А можно сесть на прямой поезд или самолёт. В соответствии с выбранным нами путём нам нужно будет разное количество денег, провизии и одежды. Так же нужно продумать где нам заработать, в случае кончины денег и не сгинуть где-нидь в пустынях Намибии от голода или жажды, и где переодически ночевать.
Поэтому, каждый путешественник будет рассказывать о своём пути. Один о многолетних лишениях, а другой о приятном времяпровождении в самолёте.

PS/ Есть мнение, что Дхарма  - это не только Буддийские Учения...



> Если вы не знаете таких простых вещей, то просто не имеет смысл о чем-то дальше дискутировать. Можете и дальше продолжать писать портянки о Ньютоне и теории относительности, только какой смысл в этом?

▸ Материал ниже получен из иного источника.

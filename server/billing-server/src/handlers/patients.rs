use axum::{
    extract::{Path, Query, State},
    http::StatusCode,
    Json,
};
use billing_service::{ListQuery, NewPatient, Patient, PatientStats, PatientUpdate, Presented};

use crate::error::{api_list, api_success, ApiError, ApiErrorResponse, ApiResponse};
use crate::server::BillingServer;

/// Patients filtered by search text and status; counters follow the
/// configured aggregate policy
#[utoipa::path(
    get,
    path = "/api/v1/patients",
    params(ListQuery),
    responses(
        (status = 200, description = "Patients with status badges", body = Vec<Patient>)
    ),
    tag = "patients"
)]
pub async fn list_patients(
    State(server): State<BillingServer>,
    Query(query): Query<ListQuery>,
) -> Json<ApiResponse<Vec<Presented<Patient>>>> {
    let service = server.service.read().await;
    let rows = service.list_patients(&query);
    Json(api_list(rows, service.store().patients().len()))
}

#[utoipa::path(
    get,
    path = "/api/v1/patients/stats",
    responses(
        (status = 200, description = "Patient totals and average age", body = PatientStats)
    ),
    tag = "patients"
)]
pub async fn patient_stats(State(server): State<BillingServer>) -> Json<ApiResponse<PatientStats>> {
    Json(api_success(server.service.read().await.patient_stats()))
}

#[utoipa::path(
    post,
    path = "/api/v1/patients",
    request_body = NewPatient,
    responses(
        (status = 201, description = "Patient registered", body = Patient),
        (status = 400, description = "Invalid patient", body = ApiErrorResponse)
    ),
    tag = "patients"
)]
pub async fn create_patient(
    State(server): State<BillingServer>,
    Json(input): Json<NewPatient>,
) -> Result<(StatusCode, Json<ApiResponse<Patient>>), ApiError> {
    let patient = server.service.write().await.create_patient(input)?;
    Ok((StatusCode::CREATED, Json(api_success(patient))))
}

#[utoipa::path(
    put,
    path = "/api/v1/patients/{id}",
    request_body = PatientUpdate,
    params(
        ("id" = String, Path, description = "Patient ID, e.g. PAC001")
    ),
    responses(
        (status = 200, description = "Patient updated", body = Patient),
        (status = 400, description = "Invalid update", body = ApiErrorResponse),
        (status = 404, description = "Patient not found", body = ApiErrorResponse)
    ),
    tag = "patients"
)]
pub async fn update_patient(
    State(server): State<BillingServer>,
    Path(id): Path<String>,
    Json(update): Json<PatientUpdate>,
) -> Result<Json<ApiResponse<Patient>>, ApiError> {
    let patient = server.service.write().await.update_patient(&id, update)?;
    Ok(Json(api_success(patient)))
}

#[utoipa::path(
    delete,
    path = "/api/v1/patients/{id}",
    params(
        ("id" = String, Path, description = "Patient ID")
    ),
    responses(
        (status = 200, description = "Deleted patient", body = Patient),
        (status = 404, description = "Patient not found", body = ApiErrorResponse)
    ),
    tag = "patients"
)]
pub async fn delete_patient(
    State(server): State<BillingServer>,
    Path(id): Path<String>,
) -> Result<Json<ApiResponse<Patient>>, ApiError> {
    let patient = server.service.write().await.delete_patient(&id)?;
    Ok(Json(api_success(patient)))
}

Ваши рассуждения строятся на предположении, что есть некая, ни от чего и ни от кого не зависящая Дхарма, положения которой верны во всех случаях.
И каждое ЖС понимает эти положения однозначно и все эти положения должны всеми этими ЖС выполняться неукоснительно.

Я с этим не могу согласиться. Ибо не знаю о чём речью  :Smilie: 
На мой взгляд, вы выставляете свои умопостроения за Дхарму.
А я, в общем-то,  - свои.
Ну что, померяемся, чья Дхарма круче?  :Big Grin:

----------


## Ондрий

> Это моя проблема. 
> А вообще, - где ваши доказатэлстфа, что Сергей Ракитин не Буда?
> Почему к нему Дакини не прислушиваются? Не поступают ли они подобно Девадатте?

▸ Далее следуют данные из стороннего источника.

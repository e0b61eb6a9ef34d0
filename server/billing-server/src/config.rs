use std::path::Path;

use billing_service::BillingSettings;
use config_engine::{ConfigEngine, ConfigError, ConfigSource, Validate};
use logger_redacted::LoggerConfig;
use serde::Deserialize;

/// Environment variable prefix: `HBILL__SERVER__PORT=9000`
pub const ENV_PREFIX: &str = "HBILL";

#[derive(Debug, Clone, Deserialize)]
#[serde(default)]
pub struct ServerConfig {
    pub host: String,
    pub port: u16,
}

impl Default for ServerConfig {
    fn default() -> Self {
        Self {
            host: "127.0.0.1".to_string(),
            port: 8080,
        }
    }
}

/// Complete server configuration
#[derive(Debug, Clone, Default, Deserialize)]
#[serde(default)]
pub struct AppConfig {
    pub server: ServerConfig,
    pub logging: LoggerConfig,
    pub billing: BillingSettings,
}

impl Validate for AppConfig {
    fn validate(&self) -> config_engine::Result<()> {
        if self.server.host.trim().is_empty() {
            return Err(ConfigError::ValidationError("server.host must not be empty".to_string()));
        }
        if self.server.port == 0 {
            return Err(ConfigError::ValidationError("server.port must not be 0".to_string()));
        }
        self.billing
            .validate()
            .map_err(|e| ConfigError::ValidationError(e.to_string()))
    }
}

impl AppConfig {
    /// Layer the config file (optional unless explicitly required) under
    /// `HBILL__*` environment variables.
    ///
    /// # Errors
    ///
    /// Propagates source, parse and validation failures.
    pub fn load(path: &Path, required: bool) -> config_engine::Result<Self> {
        let file = if required {
            ConfigSource::file(path)
        } else {
            ConfigSource::optional_file(path)
        };
        ConfigEngine::new()
            .add_source(file)
            .add_source(ConfigSource::env(ENV_PREFIX))
            .load()
    }
}
use axum::{extract::State, Json};
use billing_service::DashboardSummary;

use crate::error::{api_success, ApiResponse};
use crate::server::BillingServer;

/// Stat cards and most recent surgeries for the landing page
#[utoipa::path(
    get,
    path = "/api/v1/dashboard",
    responses(
        (status = 200, description = "Dashboard summary", body = DashboardSummary)
    ),
    tag = "dashboard"
)]
pub async fn get_dashboard(State(server): State<BillingServer>) -> Json<ApiResponse<DashboardSummary>> {
    let summary = server.service.read().await.dashboard();
    Json(api_success(summary))
}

Дакини не прут против Будды. Это значит, что правая рука идет против левой. А мы видим конфликт мнений  :Smilie: . Это типа намёк  :Smilie: 

Предположить, что Сергей Ракитин не Буда и пожурить его, не есть кореное падение, это просто заблуждение. Принижать женщин - сами знаете какая статья. 14я. Тантрического УПК  :Smilie:

----------


## Вао

> Ваши рассуждения строятся на предположении, что есть некая, ни от чего и ни от кого не зависящая Дхарма, положения которой верны во всех случаях.
> И каждое ЖС понимает эти положения однозначно и все эти положения должны всеми этими ЖС выполняться неукоснительно.

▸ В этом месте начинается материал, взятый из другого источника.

fn require_currency(field: &str, value: Decimal) -> BillingResult<()> {
    if value.is_sign_negative() && !value.is_zero() {
        return Err(BillingError::Validation(format!("{field} must not be negative")));
    }
    if value > MAX_CURRENCY {
        return Err(BillingError::Validation(format!(
            "{field} must not exceed {MAX_CURRENCY}"
        )));
    }
    Ok(())
}

fn require_email(value: &str) -> BillingResult<()> {
    require_text("email", value)?;
    let valid = value
        .split_once('@')
        .is_some_and(|(local, domain)| !local.is_empty() && domain.contains('.') && !domain.starts_with('.'));
    if !valid {
        return Err(BillingError::Validation(format!("email {value:?} is not valid")));
    }
    Ok(())
}

fn validate_procedure(p: &Procedure) -> BillingResult<()> {
    require_text("name", &p.name)?;
    require_text("category", &p.category)?;
    require_text("code", &p.code)
}

fn validate_surgery(s: &Surgery) -> BillingResult<()> {
    require_text("patientName", &s.patient_name)?;
    require_text("patientId", &s.patient_id)?;
    require_text("procedure", &s.procedure)?;
    require_text("surgeon", &s.surgeon)?;
    require_text("time", &s.time)?;
    require_text("room", &s.room)?;
    require_currency("baseValue", s.base_value)
}

fn validate_invoice(i: &Invoice) -> BillingResult<()> {
    require_text("surgeryId", &i.surgery_id)?;
    require_text("patientName", &i.patient_name)?;
    require_text("patientId", &i.patient_id)?;
    require_text("procedure", &i.procedure)?;
    require_currency("amount", i.amount)
}

fn validate_patient(p: &Patient) -> BillingResult<()> {
    require_text("name", &p.name)?;
    require_email(&p.email)?;
    require_text("phone", &p.phone)?;
    require_text("gender", &p.gender)
}

#[cfg(test)]
mod tests {
    use super::*;
    use crate::models::{Complexity, ProcedureType};

    fn date(y: i32, m: u32, d: u32) -> NaiveDate {
        NaiveDate::from_ymd_opt(y, m, d).unwrap()
    }

    fn new_surgery(base: i64, complexity: Complexity) -> NewSurgery {
        NewSurgery {
            patient_name: "Pedro Oliveira".to_string(),
            patient_id: "PAC003".to_string(),
            procedure: "Hernioplastia Inguinal".to_string(),
            surgeon: "Dr. Maria Santos".to_string(),
            date: date(2024, 2, 1),
            time: "09:00".to_string(),
            complexity,
            base_value: Decimal::from(base),
            room: "Centro Cirúrgico 2".to_string(),
            duration: "75 min".to_string(),
            notes: None,
        }
    }

    fn new_invoice(surgery_id: &str, amount: Option<Decimal>) -> NewInvoice {
        NewInvoice {
            surgery_id: surgery_id.to_string(),
            patient_name: "Pedro Oliveira".to_string(),
            patient_id: "PAC003".to_string(),
            procedure: "Hernioplastia Inguinal".to_string(),
            surgeon: "Dr. Maria Santos".to_string(),
            surgery_date: date(2024, 2, 1),
            issue_date: date(2024, 2, 1),
            due_date: date(2024, 3, 1),
            amount,
            notes: None,
        }
    }

    #[test]
    fn test_next_id_continues_sequence() {
        let last = highest_sequence("CIR", ["CIR001", "CIR004", "X9"].into_iter());
        assert_eq!(next_id("CIR", last), (5, "CIR005".to_string()));
        assert_eq!(next_id("PAC", highest_sequence("PAC", std::iter::empty())).1, "PAC001");
    }

    #[test]
    fn test_deleted_ids_are_not_reissued() {
        let mut store = BillingStore::seeded().unwrap();
        let created = store.create_surgery(new_surgery(5000, Complexity::High)).unwrap();
        assert_eq!(created.id, "CIR005");
        store.delete_surgery("CIR005").unwrap();

        let next = store.create_surgery(new_surgery(5000, Complexity::Low)).unwrap();
        assert_eq!(next.id, "CIR006");

        store.delete_invoice("FAT004").unwrap();
        let invoice = store.create_invoice(new_invoice("CIR006", None)).unwrap();
        assert_eq!(invoice.id, "FAT005");
    }

    #[test]
    fn test_rejected_create_does_not_consume_an_id() {
        let mut store = BillingStore::seeded().unwrap();
        assert!(store.create_surgery(new_surgery(-1, Complexity::Low)).is_err());
        let surgery = store.create_surgery(new_surgery(1000, Complexity::Low)).unwrap();
        assert_eq!(surgery.id, "CIR005");
    }

    #[test]
    fn test_create_surgery_prices_and_schedules() {
        let mut store = BillingStore::seeded().unwrap();
        let surgery = store.create_surgery(new_surgery(5000, Complexity::High)).unwrap();
        assert_eq!(surgery.id, "CIR005");
        assert_eq!(surgery.complexity_multiplier, Decimal::new(18, 1));
        assert_eq!(surgery.final_value, Decimal::from(9000));
        assert_eq!(surgery.status, SurgeryStatus::Scheduled);
        assert_eq!(store.surgeries().len(), 5);
    }

    #[test]
    fn test_create_surgery_rejects_negative_base() {
        let mut store = BillingStore::seeded().unwrap();
        let err = store.create_surgery(new_surgery(-1, Complexity::Low)).unwrap_err();
        assert!(matches!(err, BillingError::Validation(_)));
        assert_eq!(store.surgeries().len(), 4);
    }

    #[test]
    fn test_create_surgery_rejects_oversized_base() {
        let mut store = BillingStore::seeded().unwrap();
        let mut input = new_surgery(0, Complexity::High);
        input.base_value = Decimal::MAX;
        let err = store.create_surgery(input.clone()).unwrap_err();
        assert!(matches!(err, BillingError::Validation(_)));

        input.base_value = MAX_CURRENCY + Decimal::ONE;
        input.complexity = Complexity::Low;
        assert!(store.create_surgery(input.clone()).is_err());

        input.base_value = MAX_CURRENCY;
        input.complexity = Complexity::High;
        let priced = store.create_surgery(input).unwrap();
        assert_eq!(priced.final_value, MAX_CURRENCY * Decimal::new(18, 1));
        assert_eq!(store.surgeries().len(), 5);
    }

    #[test]
    fn test_update_surgery_rejects_oversized_base() {
        let mut store = BillingStore::seeded().unwrap();
        let err = store
            .update_surgery(
                "CIR004",
                SurgeryUpdate {
                    base_value: Some(Decimal::MAX),
                    ..Default::default()
                },
            )
            .unwrap_err();
        assert!(matches!(err, BillingError::Validation(_)));
        assert_eq!(store.surgery("CIR004").unwrap().final_value, Decimal::from(14400));
    }

    #[test]
    fn test_update_surgery_keeps_price_unless_inputs_change() {
        let mut store = BillingStore::seeded().unwrap();
        let moved = store
            .update_surgery(
                "CIR002",
                SurgeryUpdate {
                    room: Some("Centro Cirúrgico 3".to_string()),
                    ..Default::default()
                },
            )
            .unwrap();
        assert_eq!(moved.final_value, Decimal::from(5200));

        let upgraded = store
            .update_surgery(
                "CIR002",
                SurgeryUpdate {
                    complexity: Some(Complexity::High),
                    ..Default::default()
                },
            )
            .unwrap();
        assert_eq!(upgraded.final_value, Decimal::from(7200));
        assert_eq!(store.surgery("CIR002").unwrap().complexity_multiplier, Decimal::new(18, 1));
    }

    #[test]
    fn test_rejected_update_leaves_record_unchanged() {
        let mut store = BillingStore::seeded().unwrap();
        let err = store
            .update_procedure(
                "PROC001",
                ProcedureUpdate {
                    name: Some("   ".to_string()),
                    procedure_type: Some(ProcedureType::Exam),
                    ..Default::default()
                },
            )
            .unwrap_err();
        assert!(matches!(err, BillingError::Validation(_)));
        let kept = store.procedure("PROC001").unwrap();
        assert_eq!(kept.name, "Apendicectomia");
        assert_eq!(kept.procedure_type, ProcedureType::Surgery);
    }

    #[test]
    fn test_invoice_amount_defaults_to_surgery_value() {
        let mut store = BillingStore::seeded().unwrap();
        let invoice = store.create_invoice(new_invoice("CIR004", None)).unwrap();
        assert_eq!(invoice.id, "FAT005");
        assert_eq!(invoice.amount, Decimal::from(14400));
        assert_eq!(invoice.status, InvoiceStatus::Pending);

        let err = store.create_invoice(new_invoice("CIR999", None)).unwrap_err();
        assert!(matches!(err, BillingError::Validation(_)));

        let explicit = store
            .create_invoice(new_invoice("CIR999", Some(Decimal::from(1200))))
            .unwrap();
        assert_eq!(explicit.id, "FAT006");
    }

    #[test]
    fn test_invoice_amount_is_capped() {
        let mut store = BillingStore::seeded().unwrap();
        let half = Decimal::MAX / Decimal::TWO + Decimal::ONE;
        let err = store.create_invoice(new_invoice("CIR004", Some(half))).unwrap_err();
        assert!(matches!(err, BillingError::Validation(_)));
        assert_eq!(store.invoices().len(), 4);

        let err = store
            .update_invoice(
                "FAT002",
                InvoiceUpdate {
                    amount: Some(half),
                    ..Default::default()
                },
            )
            .unwrap_err();
        assert!(matches!(err, BillingError::Validation(_)));
        assert_eq!(store.invoice("FAT002").unwrap().amount, Decimal::from(5200));
    }

    #[test]
    fn test_paid_invoice_cannot_return_to_open_status() {
        let mut store = BillingStore::seeded().unwrap();
        for status in [InvoiceStatus::Pending, InvoiceStatus::Overdue, InvoiceStatus::Cancelled] {
            let err = store
                .update_invoice(
                    "FAT001",
                    InvoiceUpdate {
                        status: Some(status),
                        ..Default::default()
                    },
                )
                .unwrap_err();
            assert!(matches!(err, BillingError::Validation(_)));
        }
        let kept = store.invoice("FAT001").unwrap();
        assert_eq!(kept.status, InvoiceStatus::Paid);
        assert_eq!(kept.payment_method.as_deref(), Some("Cartão de Crédito"));
        assert_eq!(kept.payment_date, Some(date(2024, 1, 20)));

        let noted = store
            .update_invoice(
                "FAT001",
                InvoiceUpdate {
                    status: Some(InvoiceStatus::Paid),
                    notes: Some("conferido".to_string()),
                    ..Default::default()
                },
            )
            .unwrap();
        assert_eq!(noted.notes.as_deref(), Some("conferido"));
    }

    #[test]
    fn test_settled_invoice_amount_is_frozen() {
        let mut store = BillingStore::seeded().unwrap();
        let change = |amount: i64| InvoiceUpdate {
            amount: Some(Decimal::from(amount)),
            ..Default::default()
        };
        assert!(store.update_invoice("FAT001", change(1)).is_err());
        assert_eq!(store.invoice("FAT001").unwrap().amount, Decimal::from(3000));
        // restating the stored amount is not a change
        assert!(store.update_invoice("FAT001", change(3000)).is_ok());

        store
            .update_invoice(
                "FAT003",
                InvoiceUpdate {
                    status: Some(InvoiceStatus::Cancelled),
                    ..Default::default()
                },
            )
            .unwrap();
        assert!(store.update_invoice("FAT003", change(100)).is_err());
        let open = store.update_invoice("FAT002", change(5000)).unwrap();
        assert_eq!(open.amount, Decimal::from(5000));
    }

    #[test]
    fn test_record_payment_settles_pending_invoice_once() {
        let mut store = BillingStore::seeded().unwrap();
        let payment = PaymentRecord {
            payment_method: "PIX".to_string(),
            payment_date: date(2024, 2, 10),
        };
        let paid = store.record_payment("FAT002", payment.clone()).unwrap();
        assert_eq!(paid.status, InvoiceStatus::Paid);
        assert_eq!(paid.payment_method.as_deref(), Some("PIX"));

        let again = store.record_payment("FAT002", payment).unwrap_err();
        assert!(matches!(again, BillingError::Validation(_)));
    }

    #[test]
    fn test_update_cannot_mark_invoice_paid() {
        let mut store = BillingStore::seeded().unwrap();
        let err = store
            .update_invoice(
                "FAT003",
                InvoiceUpdate {
                    status: Some(InvoiceStatus::Paid),
                    ..Default::default()
                },
            )
            .unwrap_err();
        assert!(matches!(err, BillingError::Validation(_)));
        let cancelled = store
            .update_invoice(
                "FAT003",
                InvoiceUpdate {
                    status: Some(InvoiceStatus::Cancelled),
                    ..Default::default()
                },
            )
            .unwrap();
        assert_eq!(cancelled.status, InvoiceStatus::Cancelled);
    }

    #[test]
    fn test_create_patient_validates_email() {
        let mut store = BillingStore::seeded().unwrap();
        let mut input = NewPatient {
            name: "Lucia Prado".to_string(),
            email: "lucia.prado".to_string(),
            phone: "(11) 91234-5678".to_string(),
            birth_date: date(1990, 4, 2),
            gender: "Feminino".to_string(),
            address: String::new(),
            city: String::new(),
            zip_code: String::new(),
            emergency_contact: String::new(),
            emergency_phone: String::new(),
            insurance_provider: None,
            insurance_number: None,
            medical_history: Vec::new(),
        };
        assert!(store.create_patient(input.clone(), date(2024, 6, 1)).is_err());

        input.email = "lucia.prado@email.com".to_string();
        let patient = store.create_patient(input, date(2024, 6, 1)).unwrap();
        assert_eq!(patient.id, "PAC005");
        assert_eq!(patient.status, ActivityStatus::Active);
        assert_eq!(patient.registration_date, date(2024, 6, 1));
        assert_eq!(patient.total_amount, Decimal::ZERO);
    }

    #[test]
    fn test_delete_unknown_id_is_not_found() {
        let mut store = BillingStore::seeded().unwrap();
        assert_eq!(
            store.delete_patient("PAC404").unwrap_err(),
            BillingError::not_found("patient", "PAC404")
        );
        let removed = store.delete_patient("PAC004").unwrap();
        assert_eq!(removed.name, "Maria Fernandes");
        assert!(store.patient("PAC004").is_none());
    }
}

Так уже интересно. А от чего зависит дхарма Сергея Ракитина?
Видимо в понедельник утром у Сергея дхарма одна, а в субботу вечером другая. :Smilie:   :Smilie:   :Smilie:

----------


## Грег

> Дакини не прут против Будды. Это значит, что правая рука идет против левой. А мы видим конфликт мнений . Это типа намёк 
> 
> Предположить, что Сергей Ракитин не Буда и пожурить его, не есть кореное падение, это просто заблуждение. Принижать женщин - сами знаете какая статья. 14я. Тантрического УПК


Да предполагайте что хотите - это ваша проблема.
А то, что предполагаю я - это моя проблема. Поэтому предпочитаю ничего вообще не предполагать.
Я не принижал женщин. Не фантазируйте.
В общении с женщиной я употребля слова, которые употребляла она.
Не нужно делать выводы о принижении.
Если кто-то видит борьбу с ним, то нужно подойти в зеркалу и внимательно посмотреть на себя - что причина того, что ДРУГИЕ учавствуют в борьбе против тебя. Может это всего лишь твои вымыслы об этой самой борьбе? Паранойя?

----------


## Грег

> Так уже интересно. А от чего зависит дхарма Сергея Ракитина?
> Видимо в понедельник утром у Сергея дхарма одна, а в субботу вечером другая.


Есть "определённые" учения и воззрения, сути которых вы не знаете, но о которых слышали.
А Дхарма Сергея Ракитина зависит от его понимания того, каким всё есть на самом деле (т.е. понимания того, о чём говорил Будда).

----------


## Ондрий

> В общении с женщиной я употребля слова, которые употребляла она.


ключевой момент  :Smilie:   :Smilie:   :Smilie:

----------


## Грег

> ключевой момент


Вот и пусть взглянет в это зеркало!

Если в нём отразится нечто отвратительное, то будет причина подумать.
Если в нём не отразится ничего отвратительного, значит можно не думать 
И ещё всё может зависеть от того, считаются ли эти отражениями внешними или собственными отражениями...

----------


## Аньезка

> Если кто-то видит борьбу с ним, то нужно подойти в зеркалу и внимательно посмотреть на себя - что причина того, что ДРУГИЕ учавствуют в борьбе против тебя. Может это всего лишь твои вымыслы об этой самой борьбе? Паранойя?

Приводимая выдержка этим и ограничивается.